Ainsi, et en résumé, que ce fût dans le Midi ou que ce fût dans le Nord, — l’Amirauté anglaise, on le sait, était arrivée à la même conclusion, — les grandes unités de combat, celles que l’on tenait essentiellement à garder en réserve pour la grande bataille rangée idéale, restaient le plus possible éloignées de la zone moyenne d’action des engins de la guerre sous-marine.

Entre temps, la nécessité, ou seulement l’intérêt d’agir énergiquement contre certaines défenses littorales, celles des Dardanelles en particulier, s’étant révélé aux Puissances alliées, on décida de mettre en ligne contre les ouvrages à terre, tout en les protégeant le mieux qu’on le pourrait contre les mines automatiques, — il n’était pas encore question de sous-marins de ce côté-là, — les cuirassés anciens, des types Majestic, London, Canopus, pour les Anglais, du type Bouvet, pour les Français.

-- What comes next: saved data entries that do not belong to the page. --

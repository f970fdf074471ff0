//! Transcript normalization and term matching.
//!
//! Only the newest utterance in an event is considered: recognition results
//! accumulate, so earlier entries were already seen in earlier events.

use super::backend::RecognitionEvent;

/// Normalizes a transcript for matching: trims, lowercases, and collapses
/// every whitespace run into a comma separator.
///
/// "Please STOP  now" becomes "please, stop, now".
pub fn normalize(transcript: &str) -> String {
    transcript
        .to_lowercase()
        .split_whitespace()
        .collect::<Vec<_>>()
        .join(", ")
}

/// The transcript of the newest utterance: the last alternative of the last
/// result. `None` when the event carries no results or no alternatives.
pub fn latest_transcript(event: &RecognitionEvent) -> Option<&str> {
    event
        .results
        .last()?
        .alternatives
        .last()
        .map(|alt| alt.transcript.as_str())
}

/// Whether the newest utterance contains `term`. The transcript is normalized
/// before the substring check; the term is used as given.
pub fn matches(event: &RecognitionEvent, term: &str) -> bool {
    match latest_transcript(event) {
        Some(transcript) => normalize(transcript).contains(term),
        None => false,
    }
}

#[cfg(test)]
mod tests {
    use super::*;
    use crate::recognition::backend::{RecognitionAlternative, RecognitionResult};

    #[test]
    fn test_normalize_lowercases_and_separates() {
        assert_eq!(normalize("Please STOP now"), "please, stop, now");
    }

    #[test]
    fn test_normalize_collapses_whitespace_runs() {
        assert_eq!(normalize("  go \t left\n right "), "go, left, right");
    }

    #[test]
    fn test_normalize_empty() {
        assert_eq!(normalize(""), "");
        assert_eq!(normalize("   "), "");
    }

    #[test]
    fn test_normalize_single_word() {
        assert_eq!(normalize("Stop"), "stop");
    }

    #[test]
    fn test_latest_transcript_picks_last_result_and_alternative() {
        let event = RecognitionEvent {
            results: vec![
                RecognitionResult {
                    alternatives: vec![RecognitionAlternative {
                        transcript: "old utterance".to_string(),
                        confidence: 0.9,
                    }],
                },
                RecognitionResult {
                    alternatives: vec![
                        RecognitionAlternative {
                            transcript: "first guess".to_string(),
                            confidence: 0.8,
                        },
                        RecognitionAlternative {
                            transcript: "second guess".to_string(),
                            confidence: 0.4,
                        },
                    ],
                },
            ],
        };
        assert_eq!(latest_transcript(&event), Some("second guess"));
    }

    #[test]
    fn test_latest_transcript_empty_event() {
        let event = RecognitionEvent { results: vec![] };
        assert_eq!(latest_transcript(&event), None);

        let event = RecognitionEvent {
            results: vec![RecognitionResult {
                alternatives: vec![],
            }],
        };
        assert_eq!(latest_transcript(&event), None);
    }

    #[test]
    fn test_matches_is_substring_on_normalized_text() {
        let event = RecognitionEvent::from_transcript("Please STOP now");
        assert!(matches(&event, "stop"));
        assert!(matches(&event, "please, stop"));
        assert!(!matches(&event, "start"));
    }

    #[test]
    fn test_matches_term_taken_verbatim() {
        let event = RecognitionEvent::from_transcript("stop");
        // The transcript is normalized, the term is not.
        assert!(!matches(&event, "STOP"));
    }

    #[test]
    fn test_matches_empty_event_never_matches() {
        let event = RecognitionEvent { results: vec![] };
        assert!(!matches(&event, "stop"));
        // Every normalized transcript contains the empty term.
        assert!(matches(&RecognitionEvent::from_transcript("x"), ""));
    }
}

L’idée était bonne, l’utilisation rationnelle, faute de bâtimens dont les facultés fussent exactement adaptées aux exigences de la guerre de côtes. Malheureusement, les unités dont il s’agit et dont l’artillerie rend de très grands services, se montrèrent très vulnérables à l’égard des engins sous-marins, soit que leurs constructeurs ne se fussent pas suffisamment préoccupés de leur assurer ce qu’on appelle « la stabilité après avaries », soit, plus probablement, que la puissance inattendue des mines et des torpilles ait déjoué tous les calculs. Mais, je le répète, au défaut de types appropriés aux opérations que l’on entendait et que l’on entend poursuivre jusqu’au succès final, les risques très marqués résultant des progrès étonnans de la nouvelle méthode de guerre navale ont été envisagés avec fermeté par les dirigeans et acceptés avec une sereine abnégation par les états-majors et les équipages.